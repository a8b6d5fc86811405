//! Language-model query understanding. Advisory only: the orchestrator
//! merges these hints with the deterministic rule output and never trusts
//! them exclusively.

use std::{collections::BTreeMap, time::Duration};

use color_eyre::{Result, eyre};
use reqwest::Client;
use serde::Deserialize;
use serde_json::Value;

const SYSTEM_PROMPT: &str = "You extract structured product-search hints from a customer \
	utterance. Reply with a single JSON object: {\"intent\": string|null, \"filters\": \
	{dimension: value|[values]}}. Use only dimensions and values from the provided vocabulary. \
	Reply with {} when unsure.";

#[derive(Clone, Debug, Default, Deserialize, PartialEq)]
pub struct ParsedHints {
	#[serde(default)]
	pub intent: Option<String>,
	#[serde(default)]
	pub filters: BTreeMap<String, Value>,
}

pub async fn parse(
	cfg: &aisle_config::LlmProviderConfig,
	utterance: &str,
	vocabulary_digest: &Value,
) -> Result<ParsedHints> {
	let client = Client::builder().timeout(Duration::from_millis(cfg.timeout_ms)).build()?;
	let url = format!("{}{}", cfg.api_base, cfg.path);
	let messages = [
		serde_json::json!({ "role": "system", "content": SYSTEM_PROMPT }),
		serde_json::json!({
			"role": "user",
			"content": format!("Vocabulary: {vocabulary_digest}\nUtterance: {utterance}"),
		}),
	];

	for _ in 0..3 {
		let body = serde_json::json!({
			"model": cfg.model,
			"temperature": cfg.temperature,
			"messages": messages,
		});
		let res = client
			.post(&url)
			.headers(crate::auth_headers(&cfg.api_key, &cfg.default_headers)?)
			.json(&body)
			.send()
			.await?;
		let json: Value = res.error_for_status()?.json().await?;
		if let Ok(parsed) = parse_hints_json(json) {
			return Ok(parsed);
		}
	}

	Err(eyre::eyre!("Query parser response is not valid JSON."))
}

fn parse_hints_json(json: Value) -> Result<ParsedHints> {
	if let Some(content) = json
		.get("choices")
		.and_then(|v| v.as_array())
		.and_then(|arr| arr.first())
		.and_then(|choice| choice.get("message"))
		.and_then(|msg| msg.get("content"))
		.and_then(|c| c.as_str())
	{
		let parsed: ParsedHints = serde_json::from_str(content)
			.map_err(|_| eyre::eyre!("Query parser content is not valid JSON."))?;

		return Ok(parsed);
	}

	if json.is_object() {
		return Ok(serde_json::from_value(json)?);
	}

	Err(eyre::eyre!("Query parser response is missing JSON content."))
}
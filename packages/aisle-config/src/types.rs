use std::path::PathBuf;

use serde::Deserialize;
use serde_json::{Map, Value};

#[derive(Debug, Deserialize)]
pub struct Config {
	pub service: Service,
	pub catalog: Catalog,
	pub providers: Providers,
	pub search: Search,
	pub features: Features,
}

#[derive(Debug, Deserialize)]
pub struct Service {
	pub log_level: String,
	/// Per-session turn queue depth. A second turn for the same session waits;
	/// anything beyond this is rejected.
	#[serde(default = "default_session_queue_depth")]
	pub session_queue_depth: u32,
}

#[derive(Debug, Deserialize)]
pub struct Catalog {
	pub vocabulary_path: PathBuf,
	pub products_path: PathBuf,
}

#[derive(Debug, Deserialize)]
pub struct Providers {
	pub embedding: EmbeddingProviderConfig,
	pub query_parser: LlmProviderConfig,
}

#[derive(Debug, Deserialize)]
pub struct EmbeddingProviderConfig {
	pub provider_id: String,
	pub api_base: String,
	pub api_key: String,
	pub path: String,
	pub model: String,
	pub dimensions: u32,
	pub timeout_ms: u64,
	pub default_headers: Map<String, Value>,
}

#[derive(Debug, Deserialize)]
pub struct LlmProviderConfig {
	pub provider_id: String,
	pub api_base: String,
	pub api_key: String,
	pub path: String,
	pub model: String,
	pub temperature: f32,
	pub timeout_ms: u64,
	pub default_headers: Map<String, Value>,
}

#[derive(Debug, Deserialize)]
pub struct Search {
	/// Maximum products returned to the caller per turn.
	pub top_k: u32,
	/// Result count that ends the relaxation cascade.
	pub min_results: u32,
	/// Upper bound on dimensions dropped during one search.
	pub max_relaxation_steps: u32,
	/// Transient index failure retries before the turn degrades.
	pub retry_attempts: u32,
	pub retry_backoff_ms: u64,
}

#[derive(Debug, Deserialize)]
pub struct Features {
	/// Consult the language-model query parser for advisory hints.
	pub llm_parser: bool,
	/// Allow handlers to return more than one product per turn.
	pub multi_product: bool,
	/// Emit one conversation log record per turn.
	pub conversation_log: bool,
	/// Rank filter matches by embedding similarity when available.
	pub semantic_ranking: bool,
}

fn default_session_queue_depth() -> u32 {
	1
}
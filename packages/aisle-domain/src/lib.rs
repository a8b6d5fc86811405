pub mod classifier;
pub mod filters;
pub mod intent;
pub mod normalize;
pub mod postprocess;
pub mod product;
pub mod state;
pub mod vocabulary;

pub use classifier::{IntentRule, RuleContext, classify, rules};
pub use filters::{FilterSet, FilterValue, extract, merge};
pub use intent::{Intent, IntentType};
pub use normalize::{Normalized, normalize};
pub use postprocess::{Adjustment, apply_post_rules};
pub use product::Product;
pub use state::{ConversationState, FeatureOffer, GuidanceFlow, GuidancePhase, SetupKind};
pub use vocabulary::{DimensionSchema, MergeMode, Vocabulary, VocabularyError};
use clap::Parser;

#[tokio::main]
async fn main() -> color_eyre::Result<()> {
	color_eyre::install()?;

	let args = aisle_repl::Args::parse();

	aisle_repl::run(args).await
}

→ Assigned task
Starting with the line that holds "pub struct LlmProviderConfig" and ending with the line that holds "product per turn.", retype every line in the data above exactly, and nothing else.

→ Answer to this problem
pub struct LlmProviderConfig {
	pub provider_id: String,
	pub api_base: String,
	pub api_key: String,
	pub path: String,
	pub model: String,
	pub temperature: f32,
	pub timeout_ms: u64,
	pub default_headers: Map<String, Value>,
}

#[derive(Debug, Deserialize)]
pub struct Search {
	/// Maximum products returned to the caller per turn.
	pub top_k: u32,
	/// Result count that ends the relaxation cascade.
	pub min_results: u32,
	/// Upper bound on dimensions dropped during one search.
	pub max_relaxation_steps: u32,
	/// Transient index failure retries before the turn degrades.
	pub retry_attempts: u32,
	pub retry_backoff_ms: u64,
}

#[derive(Debug, Deserialize)]
pub struct Features {
	/// Consult the language-model query parser for advisory hints.
	pub llm_parser: bool,
	/// Allow handlers to return more than one product per turn.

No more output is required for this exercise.